Omuz silktim. “Pek bir esprisi yok aslında,” diye mırıldandım. “Yani aklındakinden fazlası değildir.”
Eğilerek kulağıma sessizce fısıldadı. “Bir de dövüşler var tabii, değil mi?”
Kıkırdadım. “Evet.”
Caterina gözlerini büyütüp başını arkaya atarken, “Mio dio,” diye mırıldandı hevesle. “Onları izlemek için sabırsızlanıyorum.” *Tanrım.*
“İtalya da çok daha profesyonellerinin yapıldığına eminim,” dedim sevincine gülerken. “Pek ilgini çekmeyecektir.”

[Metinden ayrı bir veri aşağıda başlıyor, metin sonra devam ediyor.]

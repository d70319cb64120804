//! Command-line surface for xvbox.
//!
//! Window IDs are matched against the canonical form the program itself
//! generates (lowercase hex with a `0x` prefix), so callers should supply
//! them that way, e.g. as printed by `xwininfo` or `xdotool`.

use clap::Parser;

/// xvbox - stack existing X11 windows into a vertical container
#[derive(Debug, Parser)]
#[command(author, version, about, long_about = None)]
pub struct Cli {
    /// Window IDs to reparent, as 0x-prefixed lowercase hex (e.g. 0x3e00001)
    #[arg(value_name = "WINDOW_ID")]
    pub windows: Vec<String>,
}

#[cfg(test)]
mod tests {
    use super::*;

    #[test]
    fn test_zero_window_ids_parse() {
        // The usage error for an empty list is reported by main() after the
        // container window exists, not by the parser.
        let cli = Cli::try_parse_from(["xvbox"]).unwrap();
        assert!(cli.windows.is_empty());
    }

    #[test]
    fn test_window_ids_keep_argument_order() {
        let cli = Cli::try_parse_from(["xvbox", "0x3e00002", "0x3e00001"]).unwrap();
        assert_eq!(cli.windows, vec!["0x3e00002", "0x3e00001"]);
    }
}
//! Window property query functions.
//!
//! Stateless functions for deciding whether an existing top-level window can
//! be pulled into the container.

use x11rb::connection::Connection;
use x11rb::protocol::xproto::*;

/// How a candidate window may be handled by the reparenting procedure.
#[derive(Debug, Clone, Copy, PartialEq, Eq)]
pub enum Manageability {
    /// Override-redirect windows (popups, menus, etc.) are left alone.
    NotManageable,
    /// Manageable and currently mapped; must be unmapped before reparenting
    /// to avoid a visible flash.
    Mapped,
    /// Manageable and not mapped; can be reparented directly.
    Unmapped,
}

/// Query a window's attributes and classify it for reparenting.
///
/// A window whose attributes cannot be read (it may have been destroyed
/// since the tree was queried) is treated as not manageable.
pub fn manageability(conn: &impl Connection, window: Window) -> Manageability {
    let attrs = match conn.get_window_attributes(window) {
        Ok(cookie) => match cookie.reply() {
            Ok(attrs) => attrs,
            Err(_) => return Manageability::NotManageable,
        },
        Err(_) => return Manageability::NotManageable,
    };

    classify(attrs.override_redirect, attrs.map_state)
}

/// Classify a window from its raw attribute values.
///
/// Anything that is not unmapped counts as mapped, including windows that
/// are viewable only in principle (mapped but with an unmapped ancestor).
pub fn classify(override_redirect: bool, map_state: MapState) -> Manageability {
    if override_redirect {
        Manageability::NotManageable
    } else if map_state == MapState::UNMAPPED {
        Manageability::Unmapped
    } else {
        Manageability::Mapped
    }
}

/// Canonical hex form of a window ID, as compared against command-line
/// arguments.
pub fn format_window_id(window: Window) -> String {
    format!("0x{:x}", window)
}

#[cfg(test)]
mod tests {
    use super::*;

    #[test]
    fn test_override_redirect_is_never_manageable() {
        assert_eq!(
            classify(true, MapState::VIEWABLE),
            Manageability::NotManageable
        );
        assert_eq!(
            classify(true, MapState::UNMAPPED),
            Manageability::NotManageable
        );
        assert_eq!(
            classify(true, MapState::UNVIEWABLE),
            Manageability::NotManageable
        );
    }

    #[test]
    fn test_unmapped_window_classification() {
        assert_eq!(classify(false, MapState::UNMAPPED), Manageability::Unmapped);
    }

    #[test]
    fn test_mapped_window_classification() {
        // Both viewable and unviewable count as mapped
        assert_eq!(classify(false, MapState::VIEWABLE), Manageability::Mapped);
        assert_eq!(classify(false, MapState::UNVIEWABLE), Manageability::Mapped);
    }

    #[test]
    fn test_window_id_formatting() {
        assert_eq!(format_window_id(0x3e00001), "0x3e00001");
        assert_eq!(format_window_id(1), "0x1");
        assert_eq!(format_window_id(0xdeadbeef), "0xdeadbeef");
    }
}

Caterina omuz silkti. “Biraz da Türk erkeklerini izleyeceğim.”
ŞİMDİ OKUDUĞUN
ABRAKA
Teen FictionBir kız çocuğu yaralandı, Bir kalp kırıldı, Ve bir kadın; kanayan yerlerinden iyileşmeye çalıştı. Bir adam gitti, Bir kadın kaldı. Ve bir Ateş; harlandı. Sonra koca bir karanlık ikiye yarıldı; bir tarafı maviye, bir tarafı kahveye boyadı. Ortada ik...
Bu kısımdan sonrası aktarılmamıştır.